Alberto Fernández está há sete meses como presidente da Argentina e, até esta quinta-feira (2), nunca houve um encontro com o brasileiro Jair Bolsonaro, chefe da maior nação da América do Sul e principal parceiro econômico e estratégico do Brasil na região. Só isso já dá o tom de como andam tensas as relações entre os vizinhos.
Mas há mais: as rusgas entre os dois remontam à campanha presidencial brasileira, quando Bolsonaro, em visita ao Rio Grande do Sul, disse que, se a chapa Fernández e Cristina Kirchner vencesse no país vizinho, o Estado poderia se tornar um novo Amapá - em referência à crise na Venezuela comandada por Nicolás Maduro. Houve uma tentativa de aproximação, costurada pelos chanceleres Felipe Solá e Ernesto Araújo, antes da cerimônia de posse de Luis Lacalle Pou, que permitira um encontro entre Bolsonaro e Fernández em Montevidéu, mas o argentino acabou cancelando a viagem devido ao início do ano legislativo no país.
De lá pra cá, o clima só piorou. Fernández participou de videoconferências do Grupo de Puebla, que reúne políticos de esquerda, entre eles a ex-presidente Dilma Rousseff e tem servido de ponto de contato internacional para o ex-presidente Luiz Inácio Lula da Silva. As conversas entre Lula e Fernández também são frequentes.
Em meio à pandemia, quando a política externa brasileira ainda comemorava os louros do acordo entre Mercosul e União Europeia (UE), a Argentina deu um banho de água fria no bloco, anunciando que não irá mais negociar acordos de livre comércio com os parceiros. Fontes no Itamaraty avaliaram como um sinal de que o governo Fernández não é confiável -ou, no mínimo, tem uma visão divergente, de imobilismo e atraso. O Brasil, ao lado de Paraguai e Uruguai, quer acelerar negócios, não só com Europa, mas também com Coreia do Sul, Vietnã, Indonésia, Índia, países da América Central e Caribe. A Argentina puxou o freio de mão. O grau de abertura que os vizinhos desejam é considerado perigoso para o país imerso no atoleiro econômico.

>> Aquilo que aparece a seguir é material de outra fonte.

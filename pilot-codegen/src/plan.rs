//! File-set planning.
//!
//! [`plan`] turns a [`DerivedModel`] into the ordered list of files a
//! generation run produces: the fixed project-level set first, then two
//! files per phase (in descriptor order) for every phase that declares
//! inputs or outputs. Nothing is rendered here.

use std::fmt;

use pilot_core::{BoundPhase, DerivedModel, PhaseName};

/// Number of project-level files every plan starts with.
pub const PROJECT_FILE_COUNT: usize = 11;

/// Which rendering context a planned file is rendered against.
#[derive(Debug, Clone, PartialEq, Eq, Hash)]
pub enum FileScope {
    Project,
    Phase(PhaseName),
}

impl fmt::Display for FileScope {
    fn fmt(&self, f: &mut fmt::Formatter<'_>) -> fmt::Result {
        match self {
            FileScope::Project => f.write_str("project"),
            FileScope::Phase(name) => write!(f, "phase {name}"),
        }
    }
}

/// One output file of a generation run, before rendering.
#[derive(Debug, Clone, PartialEq, Eq)]
pub struct PlannedFile {
    /// Module-root-prefixed, `/`-separated path (`<root>/pkg/config/config.go`).
    pub output_path: String,
    /// Identifier in the template store.
    pub template_id: &'static str,
    /// The file is meant to be hand-edited after the first generation.
    pub skip_if_exists: bool,
    /// Written with the execute bit set (container scripts).
    pub executable: bool,
    pub scope: FileScope,
}

impl PlannedFile {
    fn project(output_path: String, template_id: &'static str, skip_if_exists: bool) -> Self {
        PlannedFile {
            output_path,
            template_id,
            skip_if_exists,
            executable: false,
            scope: FileScope::Project,
        }
    }

    fn executable(mut self) -> Self {
        self.executable = true;
        self
    }

    /// `output_path` with the module root and its separator removed.
    ///
    /// Paths outside `module_root` are returned whole.
    pub fn relative_path<'a>(&'a self, module_root: &str) -> &'a str {
        self.output_path
            .strip_prefix(module_root)
            .and_then(|rest| rest.strip_prefix('/'))
            .unwrap_or(&self.output_path)
    }
}

/// The fixed project-level file set.
pub fn project_files(model: &DerivedModel) -> Vec<PlannedFile> {
    let root = model.module_root();
    let scheduler = model.scheduler_import_path();
    let config = model.config_import_path();
    let types = model.types_import_path();

    vec![
        PlannedFile::project(format!("{root}/main.go"), "code/main.go.tera", false),
        PlannedFile::project(format!("{scheduler}/scheduler.go"), "code/scheduler.go.tera", false),
        PlannedFile::project(format!("{config}/config.go"), "code/config.go.tera", true),
        PlannedFile::project(format!("{types}/doc.go"), "code/doc.go.tera", false),
        PlannedFile::project(format!("{types}/phases.go"), "code/phases.go.tera", false),
        PlannedFile::project(format!("{types}/register.go"), "code/register.go.tera", false),
        PlannedFile::project(format!("{types}/spec.go"), "code/spec.go.tera", true),
        PlannedFile::project(format!("{types}/types.go"), "code/types.go.tera", false),
        PlannedFile::project(format!("{root}/build/Dockerfile"), "build/Dockerfile.tera", false),
        PlannedFile::project(format!("{root}/build/bin/user_setup"), "build/user_setup.tera", false)
            .executable(),
        PlannedFile::project(format!("{root}/build/bin/entrypoint"), "build/entrypoint.tera", false)
            .executable(),
    ]
}

/// Worker files for one phase; empty when the phase has neither inputs
/// nor outputs.
pub fn phase_files(phase: &BoundPhase<'_>) -> Vec<PlannedFile> {
    if !phase.generates_files() {
        return Vec::new();
    }
    let dir = phase.worker_import_path();
    let file = |name: &str, template_id: &'static str, skip_if_exists: bool| PlannedFile {
        output_path: format!("{dir}/{name}"),
        template_id,
        skip_if_exists,
        executable: false,
        scope: FileScope::Phase(phase.name.clone()),
    };
    vec![
        file("parameters.go", "code/parameters.go.tera", false),
        file("worker.go", "code/worker.go.tera", true),
    ]
}

/// Every file a generation run produces, in output order.
pub fn plan(model: &DerivedModel) -> Vec<PlannedFile> {
    let mut files = project_files(model);
    for phase in model.phases() {
        files.extend(phase_files(&phase));
    }
    files
}

// ---------------------------------------------------------------------------
// Tests
// ---------------------------------------------------------------------------

#[cfg(test)]
mod tests {
    use super::*;
    use pilot_core::{load, StaticModuleRoot};

    fn model(phases: &str) -> DerivedModel {
        let yaml = format!("apiVersion: apps.example.com/v1\nkind: Widget\nphases:\n{phases}");
        load(yaml.as_bytes(), &StaticModuleRoot::from("example.com/op")).unwrap()
    }

    #[test]
    fn project_file_set_is_fixed() {
        let m = model("  - name: noop\n");
        let files = project_files(&m);
        assert_eq!(files.len(), PROJECT_FILE_COUNT);
        assert_eq!(files[0].output_path, "example.com/op/main.go");
        assert_eq!(files[1].output_path, "example.com/op/pkg/scheduler/scheduler.go");
        assert_eq!(files[2].output_path, "example.com/op/pkg/config/config.go");
        assert_eq!(files[3].output_path, "example.com/op/pkg/apis/widgets/v1/doc.go");
        assert_eq!(files[10].output_path, "example.com/op/build/bin/entrypoint");
        assert!(files.iter().all(|f| f.scope == FileScope::Project));
    }

    #[test]
    fn only_container_scripts_are_executable() {
        let m = model("  - name: build\n    inputs: [spec]\n");
        let executable: Vec<_> = plan(&m)
            .into_iter()
            .filter(|f| f.executable)
            .map(|f| f.relative_path("example.com/op").to_string())
            .collect();
        assert_eq!(executable, ["build/bin/user_setup", "build/bin/entrypoint"]);
    }

    #[test]
    fn degenerate_phase_contributes_nothing() {
        let m = model("  - name: noop\n  - name: build\n    outputs: [image]\n");
        let files = plan(&m);
        assert_eq!(files.len(), PROJECT_FILE_COUNT + 2);
        assert!(phase_files(&m.phase("noop").unwrap()).is_empty());
    }

    #[test]
    fn phase_files_live_under_worker_package() {
        let m = model("  - name: build-image\n    inputs: [spec]\n");
        let files = phase_files(&m.phase("build-image").unwrap());
        let paths: Vec<_> = files.iter().map(|f| f.output_path.as_str()).collect();
        assert_eq!(
            paths,
            [
                "example.com/op/pkg/workers/buildimage/parameters.go",
                "example.com/op/pkg/workers/buildimage/worker.go",
            ]
        );
        assert_eq!(files[0].scope, FileScope::Phase(PhaseName::from("build-image")));
    }

    #[test]
    fn relative_path_strips_module_root() {
        let m = model("  - name: noop\n");
        let files = project_files(&m);
        assert_eq!(files[2].relative_path("example.com/op"), "pkg/config/config.go");
        assert_eq!(files[2].relative_path("other.com/x"), files[2].output_path);
        // A root that is only a string prefix of a segment does not match.
        assert_eq!(files[0].relative_path("example.com/o"), "example.com/op/main.go");
    }

    #[test]
    fn scope_display() {
        assert_eq!(FileScope::Project.to_string(), "project");
        assert_eq!(FileScope::Phase("build".into()).to_string(), "phase build");
    }
}
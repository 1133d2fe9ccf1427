//! Casing and pluralization helpers shared by the loader and templates.
//!
//! Identifiers are split into words on non-alphanumeric separators and on
//! case boundaries (`fooBar`, `HTTPServer`, `v1Beta`), then re-joined in
//! the requested style. All functions are pure.

/// Split an identifier into its words.
pub fn words(s: &str) -> Vec<String> {
    let chars: Vec<char> = s.chars().collect();
    let mut out = Vec::new();
    let mut current = String::new();

    for (i, &c) in chars.iter().enumerate() {
        if !c.is_alphanumeric() {
            if !current.is_empty() {
                out.push(std::mem::take(&mut current));
            }
            continue;
        }
        if let Some(prev) = current.chars().last() {
            let next_is_lower = chars.get(i + 1).is_some_and(|n| n.is_lowercase());
            let boundary = ((prev.is_lowercase() || prev.is_ascii_digit()) && c.is_uppercase())
                || (prev.is_uppercase() && c.is_uppercase() && next_is_lower);
            if boundary {
                out.push(std::mem::take(&mut current));
            }
        }
        current.push(c);
    }
    if !current.is_empty() {
        out.push(current);
    }
    out
}

fn capitalize(word: &str) -> String {
    let mut chars = word.chars();
    match chars.next() {
        Some(first) => first
            .to_uppercase()
            .chain(chars.flat_map(char::to_lowercase))
            .collect(),
        None => String::new(),
    }
}

/// `WidgetSet` → `widgetSet`, `HTTPServer` → `httpServer`.
pub fn lower_camel(s: &str) -> String {
    let mut out = String::new();
    for (i, w) in words(s).iter().enumerate() {
        if i == 0 {
            out.push_str(&w.to_lowercase());
        } else {
            out.push_str(&capitalize(w));
        }
    }
    out
}

/// `widget_set` → `WidgetSet`.
pub fn upper_camel(s: &str) -> String {
    words(s).iter().map(|w| capitalize(w)).collect()
}

/// `WidgetSet` → `widget_set`.
pub fn snake_case(s: &str) -> String {
    join_lower(s, "_")
}

/// `WidgetSet` → `widget-set`.
pub fn kebab_case(s: &str) -> String {
    join_lower(s, "-")
}

fn join_lower(s: &str, sep: &str) -> String {
    words(s)
        .iter()
        .map(|w| w.to_lowercase())
        .collect::<Vec<_>>()
        .join(sep)
}

/// Package-safe form: lower-case, alphanumerics only (`build-image` → `buildimage`).
pub fn package_name(s: &str) -> String {
    upper_camel(s).to_lowercase()
}

// ---------------------------------------------------------------------------
// Pluralization
// ---------------------------------------------------------------------------

const UNCOUNTABLE: &[&str] = &[
    "equipment",
    "deer",
    "fish",
    "information",
    "metadata",
    "news",
    "series",
    "sheep",
    "species",
];

const IRREGULAR: &[(&str, &str)] = &[
    ("analysis", "analyses"),
    ("child", "children"),
    ("criterion", "criteria"),
    ("foot", "feet"),
    ("goose", "geese"),
    ("index", "indices"),
    ("man", "men"),
    ("matrix", "matrices"),
    ("mouse", "mice"),
    ("ox", "oxen"),
    ("person", "people"),
    ("tooth", "teeth"),
    ("vertex", "vertices"),
    ("woman", "women"),
];

const F_TO_VES: &[&str] = &["calf", "elf", "half", "leaf", "loaf", "shelf", "thief", "wolf"];
const FE_TO_VES: &[&str] = &["knife", "life", "wife"];
const O_TO_OES: &[&str] = &["echo", "hero", "potato", "tomato", "veto"];

/// English plural of the last word of `s`, keeping any leading words.
///
/// `Widget` → `Widgets`, `ClusterPolicy` → `ClusterPolicies`, `Person` → `People`.
pub fn pluralize(s: &str) -> String {
    let trimmed = s.trim_end_matches(|c: char| !c.is_alphanumeric());
    let Some(last) = words(trimmed).pop() else {
        return s.to_string();
    };
    let stem = &trimmed[..trimmed.len() - last.len()];
    format!("{stem}{}", pluralize_word(&last))
}

fn pluralize_word(word: &str) -> String {
    let lower = word.to_lowercase();

    if UNCOUNTABLE.contains(&lower.as_str()) {
        return word.to_string();
    }
    if let Some((_, plural)) = IRREGULAR.iter().find(|(singular, _)| *singular == lower) {
        return match_case(word, plural);
    }
    if FE_TO_VES.contains(&lower.as_str()) {
        return format!("{}ves", &word[..word.len() - 2]);
    }
    if F_TO_VES.contains(&lower.as_str()) {
        return format!("{}ves", &word[..word.len() - 1]);
    }
    if O_TO_OES.contains(&lower.as_str()) {
        return format!("{word}es");
    }
    if ["s", "x", "z", "ch", "sh"].iter().any(|suffix| lower.ends_with(suffix)) {
        return format!("{word}es");
    }
    if lower.ends_with('y') && lower.len() > 1 {
        let before_y = lower.chars().rev().nth(1);
        if before_y.is_some_and(|c| !"aeiou".contains(c)) {
            return format!("{}ies", &word[..word.len() - 1]);
        }
    }
    format!("{word}s")
}

fn match_case(original: &str, replacement: &str) -> String {
    let all_upper = original.len() > 1 && original.chars().all(|c| !c.is_lowercase());
    if all_upper {
        return replacement.to_uppercase();
    }
    if original.chars().next().is_some_and(char::is_uppercase) {
        return capitalize(replacement);
    }
    replacement.to_string()
}

// ---------------------------------------------------------------------------
// Tests
// ---------------------------------------------------------------------------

Esse é o clima que deve marcar daqui a pouco o primeiro encontro de chefes de Estado virtual do Mercosul. Será, em razão da pandemia, também a primeira oportunidade de Fernández e Bolsonaro ficarem olho no olho - mediados pela tecnologia. Duas visões de mundo e projetos de integração difíceis de conviverem em harmonia estarão sobre a mesa.
Além disso, há toda a preocupação com relação ao futuro do acordo UE-Mercosul, uma vez que, para entrar em operação, o tratado acertado no ano passado precisa ser aprovado ainda pelos parlamentos nacionais das 27 nações do bloco europeu, antes de ir a votação no parlamento supranacional. Há moções de censura em pelo menos dois países - Holanda e Áustria - e objeções explícitas de alguns líderes, entre eles o presidente Emmanuel Macron, que, na terça-feira (30) reafirmou que não assinará nenhum tratado com países que não respeitarem o Acordo de Paris.
Para completar o caldo de complicações no Mercosul, o ministro das Relações Exteriores do Uruguai, Ernesto Talvi, decidiu renunciar na quarta-feira (1), em plena cúpula (a reunião dos chefes de Estado ocorre nesta quinta, mas, entre os assessores, diplomatas e chanceleres, elá já ocorre desde segunda-feira). Talvi, do Partido Colorado, tem divergências com Lacalle Pou (do Partido Nacional, blanco). Mesmo para o tranquilo Uruguai foi um baque, ainda mais às vésperas de o país receber, do Paraguai, a presidência pró tempore do bloco.